Photo by Rick GunnGoni resident Cindy Howard look at the Cinderlite sand quarry on Tuesday. The proposed expansion of the sand pit has area residents -- who feel the site has not been properly rehabilitated -- asking that the permit to operate the site be taken away.

Photo by Rick GunnGoni resident Cindy Howard look at the Cinderlite sand quarry on Tuesday. The proposed expansion of the sand pit has area residents -- who feel the site has not been properly rehabilitated -- asking that the permit to operate the site be taken away.

Goni Road residents want the city to shut down a sand pit operating in their neighborhood.

Members of the Goni Canyon Preservation League said Gary Lehman, owner of Cinderlite Trucking, broke promises of rehabilitating a neighborhood eyesore when he reopened an old gravel pit in 1993 and should now have his permit to operate taken away.

In a May Carson City Planning Commission meeting, league members presented planning commissioners with information about alleged mismanagement at the pit in a canyon off Goni Road. They protested Lehman's plans to ask for a permit for 80 more acres of property on which to expand, and commissioners ordered an investigation into their allegations.

Standing near the site recently, Cindy Howard pointed to the pit's steep slopes as rocks slip down the sides in a steady trickle. There's no fence around a site that she said is easily accessible and presents a safety risk to curious children playing on neighboring public land. The pit, she said, is deeper and its slopes steeper and less stable than envisioned by anyone who originally backed the site's excavation.

The original conditions of the permit asked for "progressive rehabilitation of the site during excavation operations, with a minimum cover of six inches of top soil and native plant materials."

Initial rehabilitation work was to be done by Aug. 1994. In 1995 correspondence between Howard and former planner Juan Guzman, he wrote the site "appears to be in non-compliance, slopes too steep to revegetate, no vegetation."

Still, promised yearly reviews of the permit haven't stopped its operation, Howard said.

"This is so far out of compliance," she said. "When do we say the use has been used?"

Goni area homeowners backed Cinderlite's operation in 1993 because Lehman agreed to excavate within certain natural boundaries and would reclaim and revegetate the slopes sequentially with the excavation, said Viki Elini.

She wants to see city planning commissioners revoke Lehman's special use permit for not complying with its conditions and force him to apply for another permit, which she doesn't think he'll receive.

Goni neighbor Mike Barrette said even if the neighbors are successful in halting or limiting operations at the plant, the required bond set aside to revegetate the site won't be nearly enough.

"Unfortunately, you're not going to fix that land for $7,500," Barrette said. "You can't landscape your back yard for $10,000."

Lehman refused to comment on pit operations or his neighbors charges, saying only that he has to appease planning commissioners and no one else. He said his neighbors have opinions, but "they don't know the facts."

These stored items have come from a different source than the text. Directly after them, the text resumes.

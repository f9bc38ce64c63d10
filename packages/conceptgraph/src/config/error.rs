//! Configuration error types

use std::path::PathBuf;

use thiserror::Error;

/// Configuration error type
#[derive(Debug, Error)]
pub enum ConfigError {
    /// Missing version field in YAML
    #[error("Missing 'version' field in configuration file. Add 'version: 1' to the top of your YAML file.")]
    MissingVersion,

    /// Unsupported version
    #[error("Unsupported configuration version {found}. Supported versions: {}", supported.iter().map(|v| v.to_string()).collect::<Vec<_>>().join(", "))]
    UnsupportedVersion { found: u32, supported: Vec<u32> },

    /// Unknown export format name
    #[error("Unknown export format '{0}'. Valid formats: graph, summary")]
    UnknownFormat(String),

    /// A file name setting is blank
    #[error("Configuration field '{field}' must not be empty")]
    EmptyFileName { field: &'static str },

    /// Config file could not be read
    #[error("Failed to read configuration file {}: {source}", path.display())]
    Io {
        path: PathBuf,
        #[source]
        source: std::io::Error,
    },

    /// YAML parsing error
    #[error("YAML parsing error: {0}")]
    Yaml(#[from] serde_yaml::Error),
}

/// Configuration result type
pub type ConfigResult<T> = std::result::Result<T, ConfigError>;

Planning commissioners will receive an update on the pit July 31. Senior planner Lee Plemel noted in a letter to Lehman that he is in violation of five of 17 conditions of his operating permit, including revegetation and rehabilitation of the slopes. Plemel said planning commissioners will have to decide whether there is "cause for reexamination of special use permit or grounds for possible revocation." Another hearing would have to be held to determine whether Lehman could lose his permit.